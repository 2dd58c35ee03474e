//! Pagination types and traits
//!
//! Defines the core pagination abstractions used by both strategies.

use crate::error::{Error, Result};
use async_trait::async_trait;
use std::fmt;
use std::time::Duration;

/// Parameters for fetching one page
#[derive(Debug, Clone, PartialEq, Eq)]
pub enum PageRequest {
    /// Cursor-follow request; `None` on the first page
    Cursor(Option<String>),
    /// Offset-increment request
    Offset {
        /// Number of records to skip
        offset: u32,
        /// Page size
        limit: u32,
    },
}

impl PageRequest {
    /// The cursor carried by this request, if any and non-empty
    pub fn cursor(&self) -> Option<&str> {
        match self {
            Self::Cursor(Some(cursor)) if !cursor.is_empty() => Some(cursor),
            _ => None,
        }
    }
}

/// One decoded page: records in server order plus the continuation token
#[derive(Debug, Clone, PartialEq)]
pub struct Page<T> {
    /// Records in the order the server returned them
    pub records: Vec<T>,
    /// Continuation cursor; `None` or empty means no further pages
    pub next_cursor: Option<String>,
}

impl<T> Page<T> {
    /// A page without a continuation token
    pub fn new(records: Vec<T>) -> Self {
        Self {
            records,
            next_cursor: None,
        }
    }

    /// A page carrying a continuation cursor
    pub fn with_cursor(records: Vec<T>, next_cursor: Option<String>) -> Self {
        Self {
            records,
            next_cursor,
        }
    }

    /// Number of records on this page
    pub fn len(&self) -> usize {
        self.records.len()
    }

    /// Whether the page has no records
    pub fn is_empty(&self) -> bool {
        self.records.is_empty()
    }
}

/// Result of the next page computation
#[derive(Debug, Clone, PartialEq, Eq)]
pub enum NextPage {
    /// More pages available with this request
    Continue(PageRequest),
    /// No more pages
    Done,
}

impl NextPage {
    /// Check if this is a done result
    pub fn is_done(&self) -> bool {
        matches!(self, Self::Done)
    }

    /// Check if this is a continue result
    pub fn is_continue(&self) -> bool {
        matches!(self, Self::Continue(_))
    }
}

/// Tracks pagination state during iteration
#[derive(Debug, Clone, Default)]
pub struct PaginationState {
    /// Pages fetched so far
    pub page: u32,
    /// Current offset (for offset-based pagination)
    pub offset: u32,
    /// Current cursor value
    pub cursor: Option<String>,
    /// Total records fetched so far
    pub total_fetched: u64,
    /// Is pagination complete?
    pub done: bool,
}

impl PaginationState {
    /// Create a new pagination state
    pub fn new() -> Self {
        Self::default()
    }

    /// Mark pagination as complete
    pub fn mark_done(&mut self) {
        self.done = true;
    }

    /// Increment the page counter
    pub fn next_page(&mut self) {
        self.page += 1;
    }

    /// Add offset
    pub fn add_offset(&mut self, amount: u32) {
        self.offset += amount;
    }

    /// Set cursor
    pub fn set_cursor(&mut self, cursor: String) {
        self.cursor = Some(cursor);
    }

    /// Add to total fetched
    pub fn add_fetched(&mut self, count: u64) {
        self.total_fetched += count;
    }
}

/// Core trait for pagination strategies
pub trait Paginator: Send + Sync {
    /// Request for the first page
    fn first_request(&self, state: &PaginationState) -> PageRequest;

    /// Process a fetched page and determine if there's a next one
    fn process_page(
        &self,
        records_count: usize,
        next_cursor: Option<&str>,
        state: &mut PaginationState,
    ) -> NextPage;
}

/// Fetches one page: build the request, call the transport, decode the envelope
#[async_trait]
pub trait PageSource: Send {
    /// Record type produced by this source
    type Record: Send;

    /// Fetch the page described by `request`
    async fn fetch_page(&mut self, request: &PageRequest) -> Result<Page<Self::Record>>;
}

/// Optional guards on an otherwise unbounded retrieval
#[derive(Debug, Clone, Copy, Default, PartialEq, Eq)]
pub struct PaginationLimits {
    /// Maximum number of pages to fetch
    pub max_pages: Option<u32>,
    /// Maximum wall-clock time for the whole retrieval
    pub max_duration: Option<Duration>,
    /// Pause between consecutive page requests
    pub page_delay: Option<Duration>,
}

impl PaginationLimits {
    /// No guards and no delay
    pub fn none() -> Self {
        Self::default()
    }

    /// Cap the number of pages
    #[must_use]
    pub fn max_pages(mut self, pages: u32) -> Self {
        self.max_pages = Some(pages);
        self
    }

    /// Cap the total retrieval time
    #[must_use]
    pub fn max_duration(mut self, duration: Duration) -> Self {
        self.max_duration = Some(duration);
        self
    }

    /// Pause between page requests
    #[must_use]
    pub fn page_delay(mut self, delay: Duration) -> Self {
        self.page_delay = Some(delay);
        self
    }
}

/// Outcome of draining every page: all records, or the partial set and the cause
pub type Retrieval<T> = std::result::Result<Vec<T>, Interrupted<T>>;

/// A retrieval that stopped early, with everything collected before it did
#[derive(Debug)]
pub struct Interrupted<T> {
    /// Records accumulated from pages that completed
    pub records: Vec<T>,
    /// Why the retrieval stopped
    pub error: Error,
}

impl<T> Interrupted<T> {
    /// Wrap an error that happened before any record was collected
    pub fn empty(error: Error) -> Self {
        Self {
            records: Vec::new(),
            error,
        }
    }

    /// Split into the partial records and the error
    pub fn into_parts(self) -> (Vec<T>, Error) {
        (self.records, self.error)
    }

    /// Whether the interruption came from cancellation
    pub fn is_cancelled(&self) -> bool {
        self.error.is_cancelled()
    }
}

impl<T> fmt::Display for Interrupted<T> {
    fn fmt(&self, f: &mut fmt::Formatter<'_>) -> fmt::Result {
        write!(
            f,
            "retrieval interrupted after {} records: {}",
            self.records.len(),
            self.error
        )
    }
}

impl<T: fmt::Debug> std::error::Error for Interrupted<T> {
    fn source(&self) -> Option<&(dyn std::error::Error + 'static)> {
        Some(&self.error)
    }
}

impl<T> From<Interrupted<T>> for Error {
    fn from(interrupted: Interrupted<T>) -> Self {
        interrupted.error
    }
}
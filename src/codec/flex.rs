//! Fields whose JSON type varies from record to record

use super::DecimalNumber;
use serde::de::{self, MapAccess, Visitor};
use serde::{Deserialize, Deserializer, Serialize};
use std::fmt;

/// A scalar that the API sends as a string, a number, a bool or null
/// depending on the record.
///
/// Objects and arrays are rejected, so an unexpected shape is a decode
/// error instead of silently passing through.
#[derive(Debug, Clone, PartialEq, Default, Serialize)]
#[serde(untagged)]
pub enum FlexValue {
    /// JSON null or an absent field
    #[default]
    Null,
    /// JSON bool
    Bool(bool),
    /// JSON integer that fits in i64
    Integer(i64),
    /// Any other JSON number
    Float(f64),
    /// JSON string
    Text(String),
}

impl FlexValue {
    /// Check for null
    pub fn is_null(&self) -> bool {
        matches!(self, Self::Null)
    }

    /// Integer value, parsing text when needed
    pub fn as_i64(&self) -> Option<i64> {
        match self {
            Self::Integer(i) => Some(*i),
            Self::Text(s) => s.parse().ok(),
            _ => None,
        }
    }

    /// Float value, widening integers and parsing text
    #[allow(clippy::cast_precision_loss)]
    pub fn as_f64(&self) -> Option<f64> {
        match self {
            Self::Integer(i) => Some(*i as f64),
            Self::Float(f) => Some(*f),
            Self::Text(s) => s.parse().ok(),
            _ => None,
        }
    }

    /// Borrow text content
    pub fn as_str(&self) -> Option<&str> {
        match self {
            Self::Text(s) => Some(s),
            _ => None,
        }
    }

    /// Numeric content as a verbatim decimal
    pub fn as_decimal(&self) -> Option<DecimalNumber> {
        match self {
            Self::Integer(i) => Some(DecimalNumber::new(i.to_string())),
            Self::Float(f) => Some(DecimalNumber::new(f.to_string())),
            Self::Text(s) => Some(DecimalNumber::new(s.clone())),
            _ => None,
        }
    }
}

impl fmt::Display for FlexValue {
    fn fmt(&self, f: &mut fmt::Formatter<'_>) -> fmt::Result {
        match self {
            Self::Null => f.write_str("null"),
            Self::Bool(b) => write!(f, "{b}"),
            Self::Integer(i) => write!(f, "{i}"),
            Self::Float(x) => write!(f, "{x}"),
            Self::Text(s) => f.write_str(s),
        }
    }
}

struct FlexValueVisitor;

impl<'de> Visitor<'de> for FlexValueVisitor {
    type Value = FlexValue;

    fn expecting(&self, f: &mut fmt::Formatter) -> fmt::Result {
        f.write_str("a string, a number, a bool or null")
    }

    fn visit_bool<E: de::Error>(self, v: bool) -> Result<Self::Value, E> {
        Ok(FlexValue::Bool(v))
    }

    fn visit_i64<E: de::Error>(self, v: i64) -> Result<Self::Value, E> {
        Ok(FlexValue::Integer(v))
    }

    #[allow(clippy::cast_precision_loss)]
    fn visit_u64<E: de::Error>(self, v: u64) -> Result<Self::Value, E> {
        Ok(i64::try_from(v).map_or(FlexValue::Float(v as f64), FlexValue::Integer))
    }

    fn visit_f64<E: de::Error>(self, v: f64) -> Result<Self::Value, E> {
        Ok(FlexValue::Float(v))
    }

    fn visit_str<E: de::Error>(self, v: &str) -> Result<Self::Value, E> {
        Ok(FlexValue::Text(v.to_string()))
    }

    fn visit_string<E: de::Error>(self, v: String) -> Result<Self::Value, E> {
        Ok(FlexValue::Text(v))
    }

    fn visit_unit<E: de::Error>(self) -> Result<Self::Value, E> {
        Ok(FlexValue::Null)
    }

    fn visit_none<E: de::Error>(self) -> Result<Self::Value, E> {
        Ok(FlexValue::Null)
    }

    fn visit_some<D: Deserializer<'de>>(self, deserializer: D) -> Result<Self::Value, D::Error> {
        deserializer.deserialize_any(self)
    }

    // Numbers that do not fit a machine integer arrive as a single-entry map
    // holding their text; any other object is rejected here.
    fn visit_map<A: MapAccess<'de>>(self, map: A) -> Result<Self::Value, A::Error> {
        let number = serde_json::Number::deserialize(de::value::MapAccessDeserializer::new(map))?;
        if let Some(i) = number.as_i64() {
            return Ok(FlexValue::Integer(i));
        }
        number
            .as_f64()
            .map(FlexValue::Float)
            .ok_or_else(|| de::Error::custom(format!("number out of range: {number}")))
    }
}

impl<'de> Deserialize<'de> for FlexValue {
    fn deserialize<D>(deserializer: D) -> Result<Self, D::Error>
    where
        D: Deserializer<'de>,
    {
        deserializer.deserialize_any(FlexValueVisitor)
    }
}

:::::

**WORK TO BE COMPLETED**
Find the lines in the records that contain the word "DecimalNumber", then copy every one of them.

**SOLUTION TO THIS TASK**
use super::DecimalNumber;
    pub fn as_decimal(&self) -> Option<DecimalNumber> {
            Self::Integer(i) => Some(DecimalNumber::new(i.to_string())),
            Self::Float(f) => Some(DecimalNumber::new(f.to_string())),
            Self::Text(s) => Some(DecimalNumber::new(s.clone())),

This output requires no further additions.